Post your Flats/Rotator workflow!

Hey all-

I have a very small patch of sky to image in, so I image 5+ objects a night over the course of weeks or months. This means I regularly have to take flats for the same object. I also use a rotator.

My method right now is to wait for a partially cloudy or hazy night, then set up a copy of my sequence, with all of the filters and rotation angles. I then disable all of the light frames, and enable all of the flat frames. After this I slew to an area of sky low on the horizon that gives me the most time available, solve/sync, and use that location as the new coordinates for all of the objects in the sequence. Thankfully the solve/sync “use these coordinates for…” dialog does not overwrite the rotation, or that’d be something I’d have to fix by hand. I then put one light frame of say 15 seconds in front of every single flat event in order to force a focus before taking the flats. Since I force autofocus on every filter change I am assuming that so long as the system is in focus the temperature doesn’t matter enough to make things too different. So I make sure the system is focused, then take that flat event, and move on.

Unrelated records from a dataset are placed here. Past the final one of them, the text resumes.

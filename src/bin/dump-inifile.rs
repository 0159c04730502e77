/*
Copyright (c) 2022 VMware, Inc.
SPDX-License-Identifier: MIT
Permission is hereby granted, free of charge, to any person obtaining a copy
of this software and associated documentation files (the "Software"), to deal
in the Software without restriction, including without limitation the rights
to use, copy, modify, merge, publish, distribute, sublicense, and/or sell
copies of the Software, and to permit persons to whom the Software is
furnished to do so, subject to the following conditions:
The above copyright notice and this permission notice shall be included in all
copies or substantial portions of the Software.
THE SOFTWARE IS PROVIDED "AS IS", WITHOUT WARRANTY OF ANY KIND, EXPRESS OR
IMPLIED, INCLUDING BUT NOT LIMITED TO THE WARRANTIES OF MERCHANTABILITY,
FITNESS FOR A PARTICULAR PURPOSE AND NONINFRINGEMENT. IN NO EVENT SHALL THE
AUTHORS OR COPYRIGHT HOLDERS BE LIABLE FOR ANY CLAIM, DAMAGES OR OTHER
LIABILITY, WHETHER IN AN ACTION OF CONTRACT, TORT OR OTHERWISE, ARISING FROM,
OUT OF OR IN CONNECTION WITH THE SOFTWARE OR THE USE OR OTHER DEALINGS IN THE
SOFTWARE.
 */

//! Debugging aid: parses an INI file with [`supervise::inifile`] and prints what it found.

use anyhow::{Context, Result};
use clap::Parser;
use supervise::inifile::{self, IniValue};

#[derive(Parser, Debug)]
#[clap(name = "dump-inifile", version, about = "dump the parsed contents of an INI file")]
struct Args {
    /// Path to the INI file to parse
    path: std::path::PathBuf,
}

fn main() -> Result<()> {
    let args = Args::parse();

    let parsed = inifile::parse(&args.path)
        .with_context(|| format!("{}: could not parse", args.path.display()))?;

    let mut sections: Vec<&String> = parsed.keys().collect();
    sections.sort();

    for section in sections {
        println!("[{section}]");
        for (key, value) in &parsed[section] {
            match value {
                IniValue::Number(n) => println!("{key}={n}"),
                IniValue::Str(s) => println!("{key}={s}"),
            }
        }
    }

    Ok(())
}
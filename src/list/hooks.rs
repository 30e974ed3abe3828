//! Optional value hooks of a [`List`].
//!
//! The hooks are stored as `Rc` closures so that [`List::duplicate`] can
//! hand the exact same behaviors to the copy. They are the only
//! customization surface of the container; the values themselves stay
//! opaque to it.
//!
//! [`List`]: crate::List
//! [`List::duplicate`]: crate::List::duplicate

use std::rc::Rc;

use crate::List;

/// Deep-copy hook: produces a copy of a value, or `None` to signal that
/// the value cannot be copied.
pub(crate) type DupFn<T> = Rc<dyn Fn(&T) -> Option<T>>;

/// Release hook: run on a value right before the list drops it.
pub(crate) type DestroyFn<T> = Rc<dyn Fn(&mut T)>;

/// Search predicate: `(value, key)` pairs for which it returns `true`
/// are considered matches.
pub(crate) type MatchFn<T> = Rc<dyn Fn(&T, &T) -> bool>;

impl<T> List<T> {
    /// Attaches (or replaces) the dup hook used by
    /// [`duplicate`](List::duplicate) to deep-copy values. Returning
    /// `None` from the hook aborts the duplication.
    ///
    /// # Examples
    ///
    /// ```
    /// use arena_list::List;
    ///
    /// let mut list = List::new();
    /// list.set_dup(|value: &String| Some(value.clone()));
    /// list.push_back(String::from("deep"));
    ///
    /// let copy = list.duplicate().unwrap();
    /// assert_eq!(copy.front(), list.front());
    /// ```
    pub fn set_dup(&mut self, dup: impl Fn(&T) -> Option<T> + 'static) {
        self.dup = Some(Rc::new(dup));
    }

    /// Attaches (or replaces) the destroy hook, run once per value right
    /// before the list drops it — on [`delete`](List::delete),
    /// [`clear`](List::clear), list drop, and the cleanup of a failed
    /// [`duplicate`](List::duplicate).
    ///
    /// Operations that hand the value back to the caller
    /// ([`remove`](List::remove), [`pop_front`](List::pop_front),
    /// [`pop_back`](List::pop_back), consuming iteration) skip the hook:
    /// ownership moves out instead.
    ///
    /// # Examples
    ///
    /// ```
    /// use arena_list::List;
    /// use std::cell::Cell;
    /// use std::rc::Rc;
    ///
    /// let count = Rc::new(Cell::new(0));
    /// let mut list = List::new();
    /// {
    ///     let count = count.clone();
    ///     list.set_destroy(move |_: &mut i32| count.set(count.get() + 1));
    /// }
    ///
    /// let a = list.push_back(1);
    /// list.push_back(2);
    ///
    /// list.delete(a);
    /// drop(list);
    /// assert_eq!(count.get(), 2);
    /// ```
    pub fn set_destroy(&mut self, destroy: impl Fn(&mut T) + 'static) {
        self.destroy = Some(Rc::new(destroy));
    }

    /// Attaches (or replaces) the match hook consulted by
    /// [`search`](List::search). The first argument is a stored value, the
    /// second is the search key.
    ///
    /// # Examples
    ///
    /// ```
    /// use arena_list::List;
    ///
    /// let mut list = List::new();
    /// list.set_match(|value: &&str, key: &&str| value.eq_ignore_ascii_case(key));
    ///
    /// let hit = list.push_back("Hello");
    /// assert_eq!(list.search(&"hello"), Some(hit));
    /// ```
    pub fn set_match(&mut self, matches: impl Fn(&T, &T) -> bool + 'static) {
        self.matches = Some(Rc::new(matches));
    }
}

The other thing I’ve tried is to simply take flats after every event- So take 30 60s Ha images, then do the flats right there and then (flip flat you are my hero here). The problem with this is that it significantly impacts imaging time (15-25 flat frames does actually take a fair bit of time to acquire). If I was also in an environment where other instruments were gathering data at the same time (say if I crank up another scope to do photometry), taking flats when other instruments are imaging would be unacceptable. The flip flat makes a lot of spare light around the edges.

So what I’m looking for is how other users have solved “the flats problem” when using large numbers of targets, large numbers of events, taken over a large number of nights with a rotator.

Thanks very much! Very much appreciate any input into how I could be doing this better.